The final phase gets me really excited about the process: mastery. Here is where that small group of teachers get to showcase what they have learned to others! Fryer recommends publicizing success, and I agree. With a core group of educators successfully integrating voicethreads into their lessons, we should have plenty of good news stories to showcase to parents and other teachers. Once the community sees the positive benefits of using voicethreads for learning, they will begin to ask other teachers to participate as well... and that first group of teachers can begin the collaborative apprenticeship process anew.

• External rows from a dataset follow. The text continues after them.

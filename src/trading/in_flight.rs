//! In-flight execution registry
//!
//! At most one execution (entry or exit) may be outstanding per address.
//! Acquiring returns a guard; dropping the guard releases the address.

use dashmap::mapref::entry::Entry;
use dashmap::DashMap;
use std::sync::Arc;

/// What kind of execution holds the address
#[derive(Debug, Clone, Copy, PartialEq, Eq)]
pub enum InFlightKind {
    Entry,
    Exit,
}

/// Registry of addresses with an outstanding execution
#[derive(Debug, Default)]
pub struct InFlightRegistry {
    active: DashMap<String, InFlightKind>,
}

impl InFlightRegistry {
    pub fn new() -> Self {
        Self::default()
    }

    /// Claim `address`; `None` if another execution already holds it
    pub fn try_acquire(
        self: &Arc<Self>,
        address: &str,
        kind: InFlightKind,
    ) -> Option<InFlightGuard> {
        match self.active.entry(address.to_string()) {
            Entry::Occupied(_) => None,
            Entry::Vacant(slot) => {
                slot.insert(kind);
                Some(InFlightGuard {
                    registry: Arc::clone(self),
                    address: address.to_string(),
                    kind,
                })
            }
        }
    }

    pub fn is_in_flight(&self, address: &str) -> bool {
        self.active.contains_key(address)
    }

    pub fn kind(&self, address: &str) -> Option<InFlightKind> {
        self.active.get(address).map(|k| *k)
    }

    pub fn len(&self) -> usize {
        self.active.len()
    }

    pub fn is_empty(&self) -> bool {
        self.active.is_empty()
    }
}

/// Releases the address on drop
#[derive(Debug)]
pub struct InFlightGuard {
    registry: Arc<InFlightRegistry>,
    address: String,
    kind: InFlightKind,
}

impl InFlightGuard {
    pub fn address(&self) -> &str {
        &self.address
    }

    pub fn kind(&self) -> InFlightKind {
        self.kind
    }
}

impl Drop for InFlightGuard {
    fn drop(&mut self) {
        self.registry.active.remove(&self.address);
    }
}

#[cfg(test)]
mod tests {
    use super::*;

    #[test]
    fn test_single_holder_per_address() {
        let registry = Arc::new(InFlightRegistry::new());
        let guard = registry.try_acquire("Mint111", InFlightKind::Entry).unwrap();
        assert!(registry.try_acquire("Mint111", InFlightKind::Exit).is_none());
        assert!(registry.try_acquire("Mint222", InFlightKind::Exit).is_some());
        assert_eq!(registry.kind("Mint111"), Some(InFlightKind::Entry));

        drop(guard);
        assert!(!registry.is_in_flight("Mint111"));
        assert!(registry.try_acquire("Mint111", InFlightKind::Exit).is_some());
    }

    #[tokio::test]
    async fn test_concurrent_acquire() {
        let registry = Arc::new(InFlightRegistry::new());
        let handles: Vec<_> = (0..16)
            .map(|_| {
                let registry = registry.clone();
                tokio::spawn(async move {
                    registry
                        .try_acquire("Mint111", InFlightKind::Entry)
                        .map(std::mem::forget)
                        .is_some()
                })
            })
            .collect();

        let mut granted = 0;
        for handle in handles {
            if handle.await.unwrap() {
                granted += 1;
            }
        }
        assert_eq!(granted, 1);
    }
}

Finally, I would evaluate my attempt at staff development. David Jakes (Staff Development 2.0, Technology & Learning; May 2006)summarizes a five-step evaluation program from Thomas Guskey's book Evaluating Professional Development. I would evaluate my program on those five components: participants' reactions, participants' learning, organizational support and change, participants' use of new knowledge, and student learning. I would carefully examine what went well and what I need to improve for next time. And there will be a next time. There are plenty more great web 2.0 tools I want to introduce my colleagues to!

I work in a community that is very resistant to change. Sure, everyone fears change to a degree, but I find the Northern communities I work in particularly resistant to new ideas. In light of this, I need to add that I will persevere. Too often I've seen great ideas booed once and disappear. I pledge to myself and my students that even if voicethreads don't catch on with my first group of teachers, I will keep on trying with another group, and then another, until their value is appreciated. Hopefully that dogged determination to bring better educational technology to Northern students will make an impact.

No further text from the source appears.